WHAT THE TASK REQUIRES:
Copy down all of the data underneath, exactly as shown.

Stored data entries:
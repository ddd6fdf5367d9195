use serde::{Deserialize, Deserializer, Serialize};

/// Which update rule every weight of a network uses while training.
#[derive(Debug, Clone, Copy, PartialEq, Eq, Default, Serialize, Deserialize)]
#[serde(rename_all = "snake_case")]
pub enum OptimizerMode {
    /// `w -= lr * g`
    #[default]
    Sgd,
    /// Classical momentum with coefficient `gamma`.
    #[serde(alias = "nesterov")]
    Momentum,
    /// Adam with bias-corrected first and second moments.
    Adam,
}

/// Momentum coefficient. Always inside `[0.01, 0.99]`.
#[derive(Debug, Clone, Copy, PartialEq, Serialize, Deserialize)]
#[serde(default)]
pub struct MomentumSettings {
    #[serde(deserialize_with = "unit_interval")]
    gamma: f64,
}

impl Default for MomentumSettings {
    fn default() -> Self {
        MomentumSettings { gamma: 0.9 }
    }
}

impl MomentumSettings {
    pub fn new(gamma: f64) -> MomentumSettings {
        MomentumSettings { gamma: clamp_unit(gamma) }
    }

    pub fn gamma(&self) -> f64 {
        self.gamma
    }

    pub fn set_gamma(&mut self, gamma: f64) {
        self.gamma = clamp_unit(gamma);
    }
}

/// Adam coefficients.
///
/// `beta1` and `beta2` outside `(0, 1)` are pulled to `0.01` or `0.99`, and a
/// non-positive `epsilon` becomes `0.01`. `reset_after` bounds the shared
/// step counter: once it is reached the per-weight moments are cleared and
/// the counter wraps back to zero. `0` disables the wrap.
#[derive(Debug, Clone, Copy, PartialEq, Serialize, Deserialize)]
#[serde(default)]
pub struct AdamSettings {
    #[serde(deserialize_with = "unit_interval")]
    beta1: f64,
    #[serde(deserialize_with = "unit_interval")]
    beta2: f64,
    #[serde(deserialize_with = "positive")]
    epsilon: f64,
    reset_after: u64,
}

impl Default for AdamSettings {
    fn default() -> Self {
        AdamSettings {
            beta1: 0.9,
            beta2: 0.999,
            epsilon: 1e-8,
            reset_after: 1000,
        }
    }
}

impl AdamSettings {
    pub fn new(beta1: f64, beta2: f64, epsilon: f64, reset_after: u64) -> AdamSettings {
        AdamSettings {
            beta1: clamp_unit(beta1),
            beta2: clamp_unit(beta2),
            epsilon: clamp_positive(epsilon),
            reset_after,
        }
    }

    pub fn beta1(&self) -> f64 {
        self.beta1
    }

    pub fn beta2(&self) -> f64 {
        self.beta2
    }

    pub fn epsilon(&self) -> f64 {
        self.epsilon
    }

    pub fn reset_after(&self) -> u64 {
        self.reset_after
    }

    pub fn set_beta1(&mut self, beta1: f64) {
        self.beta1 = clamp_unit(beta1);
    }

    pub fn set_beta2(&mut self, beta2: f64) {
        self.beta2 = clamp_unit(beta2);
    }

    pub fn set_epsilon(&mut self, epsilon: f64) {
        self.epsilon = clamp_positive(epsilon);
    }

    pub fn set_reset_after(&mut self, reset_after: u64) {
        self.reset_after = reset_after;
    }
}

/// Optimizer choice plus the coefficients of every rule, so that switching
/// modes keeps previously configured values.
#[derive(Debug, Clone, Copy, PartialEq, Default, Serialize, Deserialize)]
#[serde(default)]
pub struct OptimizerSettings {
    pub mode: OptimizerMode,
    pub momentum: MomentumSettings,
    pub adam: AdamSettings,
}

impl OptimizerSettings {
    pub fn sgd() -> OptimizerSettings {
        OptimizerSettings::default()
    }

    pub fn momentum(gamma: f64) -> OptimizerSettings {
        OptimizerSettings {
            mode: OptimizerMode::Momentum,
            momentum: MomentumSettings::new(gamma),
            ..OptimizerSettings::default()
        }
    }

    pub fn adam(adam: AdamSettings) -> OptimizerSettings {
        OptimizerSettings {
            mode: OptimizerMode::Adam,
            adam,
            ..OptimizerSettings::default()
        }
    }
}

fn clamp_unit(value: f64) -> f64 {
    if value <= 0.0 || value.is_nan() {
        0.01
    } else if value >= 1.0 {
        0.99
    } else {
        value
    }
}

fn clamp_positive(value: f64) -> f64 {
    if value > 0.0 { value } else { 0.01 }
}

fn unit_interval<'de, D: Deserializer<'de>>(deserializer: D) -> Result<f64, D::Error> {
    f64::deserialize(deserializer).map(clamp_unit)
}

fn positive<'de, D: Deserializer<'de>>(deserializer: D) -> Result<f64, D::Error> {
    f64::deserialize(deserializer).map(clamp_positive)
}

COMPLETED TASK:
repository ddd6fdf5367d9195
use serde::{Deserialize, Deserializer, Serialize};

/// Which update rule every weight of a network uses while training.
#[derive(Debug, Clone, Copy, PartialEq, Eq, Default, Serialize, Deserialize)]
#[serde(rename_all = "snake_case")]
pub enum OptimizerMode {
    /// `w -= lr * g`
    #[default]
    Sgd,
    /// Classical momentum with coefficient `gamma`.
    #[serde(alias = "nesterov")]
    Momentum,
    /// Adam with bias-corrected first and second moments.
    Adam,
}

/// Momentum coefficient. Always inside `[0.01, 0.99]`.
#[derive(Debug, Clone, Copy, PartialEq, Serialize, Deserialize)]
#[serde(default)]
pub struct MomentumSettings {
    #[serde(deserialize_with = "unit_interval")]
    gamma: f64,
}

impl Default for MomentumSettings {
    fn default() -> Self {
        MomentumSettings { gamma: 0.9 }
    }
}

impl MomentumSettings {
    pub fn new(gamma: f64) -> MomentumSettings {
        MomentumSettings { gamma: clamp_unit(gamma) }
    }

    pub fn gamma(&self) -> f64 {
        self.gamma
    }

    pub fn set_gamma(&mut self, gamma: f64) {
        self.gamma = clamp_unit(gamma);
    }
}

/// Adam coefficients.
///
/// `beta1` and `beta2` outside `(0, 1)` are pulled to `0.01` or `0.99`, and a
/// non-positive `epsilon` becomes `0.01`. `reset_after` bounds the shared
/// step counter: once it is reached the per-weight moments are cleared and
/// the counter wraps back to zero. `0` disables the wrap.
#[derive(Debug, Clone, Copy, PartialEq, Serialize, Deserialize)]
#[serde(default)]
pub struct AdamSettings {
    #[serde(deserialize_with = "unit_interval")]
    beta1: f64,
    #[serde(deserialize_with = "unit_interval")]
    beta2: f64,
    #[serde(deserialize_with = "positive")]
    epsilon: f64,
    reset_after: u64,
}

impl Default for AdamSettings {
    fn default() -> Self {
        AdamSettings {
            beta1: 0.9,
            beta2: 0.999,
            epsilon: 1e-8,
            reset_after: 1000,
        }
    }
}

impl AdamSettings {
    pub fn new(beta1: f64, beta2: f64, epsilon: f64, reset_after: u64) -> AdamSettings {
        AdamSettings {
            beta1: clamp_unit(beta1),
            beta2: clamp_unit(beta2),
            epsilon: clamp_positive(epsilon),
            reset_after,
        }
    }

    pub fn beta1(&self) -> f64 {
        self.beta1
    }

    pub fn beta2(&self) -> f64 {
        self.beta2
    }

    pub fn epsilon(&self) -> f64 {
        self.epsilon
    }

    pub fn reset_after(&self) -> u64 {
        self.reset_after
    }

    pub fn set_beta1(&mut self, beta1: f64) {
        self.beta1 = clamp_unit(beta1);
    }

    pub fn set_beta2(&mut self, beta2: f64) {
        self.beta2 = clamp_unit(beta2);
    }

    pub fn set_epsilon(&mut self, epsilon: f64) {
        self.epsilon = clamp_positive(epsilon);
    }

    pub fn set_reset_after(&mut self, reset_after: u64) {
        self.reset_after = reset_after;
    }
}

/// Optimizer choice plus the coefficients of every rule, so that switching
/// modes keeps previously configured values.
#[derive(Debug, Clone, Copy, PartialEq, Default, Serialize, Deserialize)]
#[serde(default)]
pub struct OptimizerSettings {
    pub mode: OptimizerMode,
    pub momentum: MomentumSettings,
    pub adam: AdamSettings,
}

impl OptimizerSettings {
    pub fn sgd() -> OptimizerSettings {
        OptimizerSettings::default()
    }

    pub fn momentum(gamma: f64) -> OptimizerSettings {
        OptimizerSettings {
            mode: OptimizerMode::Momentum,
            momentum: MomentumSettings::new(gamma),
            ..OptimizerSettings::default()
        }
    }

    pub fn adam(adam: AdamSettings) -> OptimizerSettings {
        OptimizerSettings {
            mode: OptimizerMode::Adam,
            adam,
            ..OptimizerSettings::default()
        }
    }
}

fn clamp_unit(value: f64) -> f64 {
    if value <= 0.0 || value.is_nan() {
        0.01
    } else if value >= 1.0 {
        0.99
    } else {
        value
    }
}

fn clamp_positive(value: f64) -> f64 {
    if value > 0.0 { value } else { 0.01 }
}

fn unit_interval<'de, D: Deserializer<'de>>(deserializer: D) -> Result<f64, D::Error> {
    f64::deserialize(deserializer).map(clamp_unit)
}

fn positive<'de, D: Deserializer<'de>>(deserializer: D) -> Result<f64, D::Error> {
    f64::deserialize(deserializer).map(clamp_positive)
}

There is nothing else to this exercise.